A l’échelle nationale, la concurrence entre les territoires est catastrophique pour les territoires les plus pauvres. A l’échelle locale, elle témoigne souvent de l’impuissance des élus sommés d’agir qui, faute de mieux, sont « prêts à tout » pour faire venir des médecins.

Les interventions des collectivités locales viennent compenser les carences de l’Etat qui, bien que responsable de la politique de santé, reconnaît que c’est « avec les territoires [et] à partir des territoires »[2], qu’il va être répondu aux besoins de santé et possible notamment de réaliser le plan d’action prévoyant 4.000 maisons de santé pluriprofessionnelles à échéance 2027.

En matière de santé, les échelons communal et intercommunal sont peu organisés, mais apprennent vite notamment depuis la crise Covid.

Le Département peut se placer comme un acteur intéressant, car il est déjà au cœur des politiques médico-sociales, dans le domaine du vieillissement ou de la petite enfance en particulier. C’est un maillon fort de la participation des collectivités locales à l’amélioration du bien-être de la population. Attention cependant, deux intercommunalités dans deux départements limitrophes peuvent parfois constituer une meilleure association.

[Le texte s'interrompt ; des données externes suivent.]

use {
    secrecy::{ExposeSecret, Secret},
    serde::{Deserialize, Serialize, Serializer},
};

/// OAuth 2.0 provider configuration.
#[derive(Debug, Clone)]
pub struct OAuthConfig {
    pub client_id: String,
    pub auth_url: String,
    pub token_url: String,
    pub redirect_uri: String,
    pub scopes: Vec<String>,
}

/// The persisted credential for the single authenticated identity.
///
/// `refresh_token` is the sole authority for "authenticated". `access_token` is
/// only served while `expires_at` (epoch milliseconds) lies in the future.
#[derive(Debug, Clone, Serialize, Deserialize)]
pub struct TokenRecord {
    #[serde(serialize_with = "serialize_secret")]
    pub refresh_token: Secret<String>,
    #[serde(
        default,
        serialize_with = "serialize_option_secret",
        skip_serializing_if = "Option::is_none"
    )]
    pub access_token: Option<Secret<String>>,
    #[serde(default, skip_serializing_if = "Option::is_none")]
    pub expires_at: Option<u64>,
}

impl TokenRecord {
    /// Build a record from a token-endpoint response received at `now_ms`.
    pub fn from_response(
        refresh_token: Secret<String>,
        response: &TokenResponse,
        now_ms: u64,
    ) -> Self {
        Self {
            refresh_token,
            access_token: Some(Secret::new(response.access_token.clone())),
            expires_at: response.expires_at(now_ms),
        }
    }

    /// The cached access token, if `now_ms` is strictly before its expiry.
    pub fn usable_access_token(&self, now_ms: u64) -> Option<&Secret<String>> {
        match (&self.access_token, self.expires_at) {
            (Some(token), Some(expires_at)) if now_ms < expires_at => Some(token),
            _ => None,
        }
    }
}

/// Successful token-endpoint response (RFC 6749 §5.1).
#[derive(Clone, Deserialize)]
pub struct TokenResponse {
    pub access_token: String,
    #[serde(default)]
    pub refresh_token: Option<String>,
    /// Lifetime of the access token in seconds.
    #[serde(default)]
    pub expires_in: Option<u64>,
    #[serde(default)]
    pub token_type: Option<String>,
    #[serde(default)]
    pub scope: Option<String>,
}

impl TokenResponse {
    /// Absolute expiry in epoch milliseconds, `None` when the provider sent no lifetime.
    pub fn expires_at(&self, now_ms: u64) -> Option<u64> {
        self.expires_in
            .map(|secs| now_ms.saturating_add(secs.saturating_mul(1000)))
    }
}

impl std::fmt::Debug for TokenResponse {
    fn fmt(&self, f: &mut std::fmt::Formatter<'_>) -> std::fmt::Result {
        f.debug_struct("TokenResponse")
            .field("access_token", &"[REDACTED]")
            .field(
                "refresh_token",
                &self.refresh_token.as_ref().map(|_| "[REDACTED]"),
            )
            .field("expires_in", &self.expires_in)
            .field("token_type", &self.token_type)
            .field("scope", &self.scope)
            .finish()
    }
}

/// RFC 6749 §5.2 error body returned by the token endpoint.
#[derive(Debug, Clone, Deserialize)]
pub struct OAuthErrorBody {
    pub error: String,
    #[serde(default)]
    pub error_description: Option<String>,
}

/// PKCE challenge pair.
#[derive(Debug, Clone)]
pub struct PkceChallenge {
    pub verifier: Secret<String>,
    pub challenge: String,
}

pub fn serialize_secret<S: Serializer>(
    secret: &Secret<String>,
    serializer: S,
) -> Result<S::Ok, S::Error> {
    serializer.serialize_str(secret.expose_secret())
}

pub fn serialize_option_secret<S: Serializer>(
    secret: &Option<Secret<String>>,
    serializer: S,
) -> Result<S::Ok, S::Error> {
    match secret {
        Some(s) => serializer.serialize_some(s.expose_secret()),
        None => serializer.serialize_none(),
    }
}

La Région peut également faire partie de la solution et pas seulement en apportant des aides, en témoigne l’initiative dans certaines régions, comme en Occitanie avec la création d’un groupement d’intérêt public pour permettre de réinstaller une offre de soins de proximité dans les territoires régionaux privés de professionnels de la santé.

En matière de santé, la compétition territoriale peut faire perdre de vue le véritable objectif : un centre ou une maison de santé qui fonctionne est un centre qui répond aux besoins sur le long terme de la population et qui est attractif pour les professionnels.

Si la concertation entre les différents échelons territoriaux n’est pas obligatoire, elle est gage de mutualisations et de solutions innovantes, sans évoquer les économies pour le secteur public. Il arrive, en effet, malheureusement trop souvent que des moyens financiers soient alloués sans que cela n’aboutisse.

Ce nécessaire besoin de coordination n’induit pourtant pas une réponse manichéenne quant à la bonne d’échelle d’intervention.

Bien qu’il reste difficile pour un élu dépendant de la satisfaction de ses électeurs de concéder la solution à son rival d’à côté, rappelons que la lutte contre les déserts médicaux ne nécessite pas de « réinventer la poudre » : le travail en groupe est généralement plus pertinent. Fédérer ses efforts et diffuser de bonnes pratiques reste un vecteur de réussite.

 

 

[1] Sondage BVA pour France Assos Santé publié par le JDD en date du 16 novembre 2019.

[2] Agnès Firmin Le Bodo, in ÉGALITÉS TERRITORIALES DE SANTÉ « Déserts médicaux : « La réponse unilatérale du ministère de la Santé à appliquer partout, ça n’existe plus » Publié le 01/03/2023, par Géraldine Langlois dans la Gazette des Communes.